Exercise aim
Across the records that follow, count each line holding "detail", and write only the total.
[[ Record excerpts open ]]
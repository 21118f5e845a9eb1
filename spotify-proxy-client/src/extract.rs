//! Schema-driven field extraction and collection lookup.
//!
//! Responses nest their records in a handful of known shapes:
//!
//! | Path              | Returned by                                      |
//! |-------------------|--------------------------------------------------|
//! | `items`           | any paged endpoint (`/me/tracks`, `/albums/{id}/tracks`, ...) |
//! | `item`            | single-item wrappers (currently playing)         |
//! | `tracks.items`    | search, album objects, playlist objects          |
//! | `artists.items`   | search, followed artists                         |
//! | `albums.items`    | search                                           |
//! | `playlists.items` | search                                           |
//! | `shows.items`, `episodes.items`, `audiobooks.items` | search         |
//!
//! The list is closed and ranked: the first path that resolves wins.
//! Neither function here fails; missing data becomes `null` and
//! unrecognized shapes pass through untouched.

use crate::schema::FieldSchema;
use serde_json::{Map, Value};

/// Ranked candidate paths to the record collection of a response.
pub const COLLECTION_PATHS: &[&[&str]] = &[
    &["items"],
    &["item"],
    &["tracks", "items"],
    &["artists", "items"],
    &["albums", "items"],
    &["playlists", "items"],
    &["shows", "items"],
    &["episodes", "items"],
    &["audiobooks", "items"],
];

/// Find the records of one response page.
///
/// Returns the resolved value and the path used to reach it, or the
/// response itself with an empty path when no candidate path resolves.
pub fn locate(response: &Value) -> (&Value, &'static [&'static str]) {
    for path in COLLECTION_PATHS {
        if let Some(found) = resolve(response, path) {
            return (found, path);
        }
    }
    (response, &[])
}

/// Follow `path` through nested objects. Every step must land on an
/// object holding the next key; a `null` at the end does not count.
pub fn resolve<'a>(value: &'a Value, path: &[&str]) -> Option<&'a Value> {
    path.iter()
        .try_fold(value, |node, key| node.as_object()?.get(*key))
        .filter(|found| !found.is_null())
}

/// Keep only the fields `schema` asks for.
///
/// - Arrays map element-wise; length and order are preserved and
///   elements that are not objects come back unchanged.
/// - Objects produce one key per non-excluded schema entry, `null` when
///   the field is missing. A field whose value wraps a collection is
///   unwrapped before its sub-schema applies.
/// - Anything else is returned as-is.
pub fn extract(data: &Value, schema: &FieldSchema) -> Value {
    match data {
        Value::Array(items) => Value::Array(items.iter().map(|item| extract(item, schema)).collect()),
        Value::Object(map) => match schema.children() {
            Some(children) => Value::Object(extract_fields(map, children)),
            None => data.clone(),
        },
        other => other.clone(),
    }
}

fn extract_fields(
    map: &Map<String, Value>,
    children: &std::collections::BTreeMap<String, FieldSchema>,
) -> Map<String, Value> {
    let mut out = Map::new();
    for (key, sub) in children {
        if matches!(sub, FieldSchema::Exclude) {
            continue;
        }
        let value = map.get(key).map_or(&Value::Null, unwrap_collection);
        let kept = match sub {
            FieldSchema::Node(_) if value.is_object() || value.is_array() => extract(value, sub),
            _ => value.clone(),
        };
        out.insert(key.clone(), kept);
    }
    out
}

/// Descend through wrappers until the value no longer wraps a collection,
/// so extracting an already extracted value changes nothing.
fn unwrap_collection(mut value: &Value) -> &Value {
    while value.is_object() {
        let (found, path) = locate(value);
        if path.is_empty() {
            break;
        }
        value = found;
    }
    value
}
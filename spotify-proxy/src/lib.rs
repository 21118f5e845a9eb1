//! Authenticated gateway that shares one Spotify session among many
//! callers.
//!
//! The service owns a single [`SpotifyClient`](spotify_api::SpotifyClient),
//! keeps its token fresh in the background ([`refresh`]), and exposes every
//! registered operation over `POST /proxy/:method` ([`server`]). Callers use
//! the `spotify-proxy-client` crate to reach it.
//!
//! | Module        | Role                                                    |
//! |---------------|---------------------------------------------------------|
//! | [`config`]    | `config.json` + environment layering                    |
//! | [`dispatch`]  | method registry and argument binding                    |
//! | [`operations`]| the Spotify operations registered at startup            |
//! | [`refresh`]   | token refresh loop                                      |
//! | [`server`]    | axum router and server handle                           |
//! | [`service`]   | startup, shutdown and the restart supervisor            |
//! | [`logger`]    | console + rolling file logging                          |

pub mod config;
pub mod dispatch;
pub mod error;
pub mod logger;
pub mod operations;
pub mod refresh;
pub mod server;
pub mod service;

pub use config::ProxyConfig;
pub use dispatch::{Args, InvokeError, Registry};
pub use error::{ProxyError, Result};
pub use server::{ProxyServer, router};
pub use service::{run_service, serve, supervise};
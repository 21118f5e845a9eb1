//! OAuth 2.0 authorization-code flow against the accounts service.
//!
//! # Endpoints
//!
//! ## Authorize: `GET https://accounts.spotify.com/authorize`
//!
//! Opened once in a browser by [`OAuth::authorize_url`]. The user is
//! redirected to `redirect_uri?code=...&state=...`.
//!
//! ## Token: `POST https://accounts.spotify.com/api/token`
//!
//! Form-encoded body, client credentials in a `Basic` header:
//!
//! - `grant_type=authorization_code&code=...&redirect_uri=...`
//! - `grant_type=refresh_token&refresh_token=...`
//!
//! Response:
//! ```json
//! {
//!   "access_token": "BQD...",
//!   "token_type": "Bearer",
//!   "scope": "user-library-read",
//!   "expires_in": 3600,
//!   "refresh_token": "AQC..."
//! }
//! ```
//!
//! A refresh response may omit `refresh_token`; the previous one stays valid.

use crate::auth::{CacheHandler, TokenInfo};
use crate::error::{Result, SpotifyError};
use base64::Engine;
use base64::engine::general_purpose::STANDARD;
use reqwest::Client;
use serde::Deserialize;
use std::time::Duration;

const ACCOUNTS_URL: &str = "https://accounts.spotify.com";

/// Tokens closer than this to expiry are refreshed by [`OAuth::authenticate`].
const AUTHENTICATE_MARGIN: Duration = Duration::from_secs(60);

#[derive(Debug, Deserialize)]
struct TokenResponse {
    access_token: String,
    #[serde(default)]
    scope: String,
    expires_in: i64,
    refresh_token: Option<String>,
}

/// Application credentials plus the scopes requested at login.
#[derive(Debug, Clone)]
pub struct OAuth {
    http: Client,
    accounts_url: String,
    client_id: String,
    client_secret: String,
    redirect_uri: String,
    scopes: Vec<String>,
}

impl OAuth {
    /// Create an OAuth helper for the given application.
    pub fn new(
        client_id: impl Into<String>,
        client_secret: impl Into<String>,
        redirect_uri: impl Into<String>,
        scopes: Vec<String>,
    ) -> Result<Self> {
        let http = Client::builder()
            .timeout(Duration::from_secs(30))
            .build()?;
        Ok(Self {
            http,
            accounts_url: ACCOUNTS_URL.to_owned(),
            client_id: client_id.into(),
            client_secret: client_secret.into(),
            redirect_uri: redirect_uri.into(),
            scopes,
        })
    }

    /// Point token requests at a different accounts host.
    #[must_use]
    pub fn with_accounts_url(mut self, url: impl Into<String>) -> Self {
        self.accounts_url = url.into();
        self
    }

    /// Space-separated scope string.
    pub fn scope(&self) -> String {
        self.scopes.join(" ")
    }

    /// URL the user opens to grant access.
    pub fn authorize_url(&self, state: &str) -> String {
        format!(
            "{}/authorize?client_id={}&response_type=code&redirect_uri={}&scope={}&state={}",
            self.accounts_url,
            urlencoding::encode(&self.client_id),
            urlencoding::encode(&self.redirect_uri),
            urlencoding::encode(&self.scope()),
            urlencoding::encode(state),
        )
    }

    /// Exchange the authorization code from the redirect for a token.
    pub async fn exchange_code(&self, code: &str) -> Result<TokenInfo> {
        let body = format!(
            "grant_type=authorization_code&code={}&redirect_uri={}",
            urlencoding::encode(code),
            urlencoding::encode(&self.redirect_uri),
        );
        let resp = self.token_request(body).await?;
        let refresh_token = resp
            .refresh_token
            .ok_or_else(|| SpotifyError::Auth("token response without refresh_token".into()))?;
        Ok(TokenInfo::issued_now(
            resp.access_token,
            refresh_token,
            resp.scope,
            resp.expires_in,
        ))
    }

    /// Mint a new access token from `token`'s refresh token.
    pub async fn refresh(&self, token: &TokenInfo) -> Result<TokenInfo> {
        let body = format!(
            "grant_type=refresh_token&refresh_token={}",
            urlencoding::encode(&token.refresh_token),
        );
        let resp = self.token_request(body).await?;
        let scope = if resp.scope.is_empty() {
            token.scope.clone()
        } else {
            resp.scope
        };
        Ok(TokenInfo::issued_now(
            resp.access_token,
            resp.refresh_token
                .unwrap_or_else(|| token.refresh_token.clone()),
            scope,
            resp.expires_in,
        ))
    }

    /// Produce a valid token from the persisted cache, refreshing (and
    /// re-persisting) it when it is expired or about to expire.
    ///
    /// # Errors
    ///
    /// - [`SpotifyError::NotAuthenticated`]: no cached credentials
    /// - [`SpotifyError::Auth`]: the refresh token was rejected
    pub async fn authenticate(&self, cache: &CacheHandler) -> Result<TokenInfo> {
        let cached = cache.load()?.ok_or(SpotifyError::NotAuthenticated)?;
        if !cached.is_expiring(AUTHENTICATE_MARGIN) {
            return Ok(cached);
        }
        tracing::info!("cached token expired, refreshing");
        let token = self.refresh(&cached).await?;
        cache.save(&token)?;
        Ok(token)
    }

    fn basic_auth(&self) -> String {
        let raw = format!("{}:{}", self.client_id, self.client_secret);
        format!("Basic {}", STANDARD.encode(raw))
    }

    async fn token_request(&self, body: String) -> Result<TokenResponse> {
        let resp = self
            .http
            .post(format!("{}/api/token", self.accounts_url))
            .header("Authorization", self.basic_auth())
            .header("Content-Type", "application/x-www-form-urlencoded")
            .body(body)
            .send()
            .await?;

        let status = resp.status();
        let text = resp.text().await?;
        if !status.is_success() {
            let detail = serde_json::from_str::<serde_json::Value>(&text)
                .ok()
                .and_then(|v| {
                    v.get("error_description")
                        .or_else(|| v.get("error"))
                        .and_then(serde_json::Value::as_str)
                        .map(String::from)
                })
                .unwrap_or(text);
            return Err(SpotifyError::Auth(format!("{status}: {detail}")));
        }
        Ok(serde_json::from_str(&text)?)
    }
}

/// Pull the `code` parameter out of a pasted redirect URL. A bare code is
/// returned unchanged.
pub fn parse_response_code(input: &str) -> Option<String> {
    let input = input.trim();
    let Some((_, query)) = input.split_once('?') else {
        return (!input.is_empty()).then(|| input.to_owned());
    };
    query
        .split('&')
        .filter_map(|pair| pair.split_once('='))
        .find(|(k, _)| *k == "code")
        .and_then(|(_, v)| urlencoding::decode(v).ok())
        .map(|v| v.into_owned())
}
[[ Record excerpts closed ]]
Solution for this task
2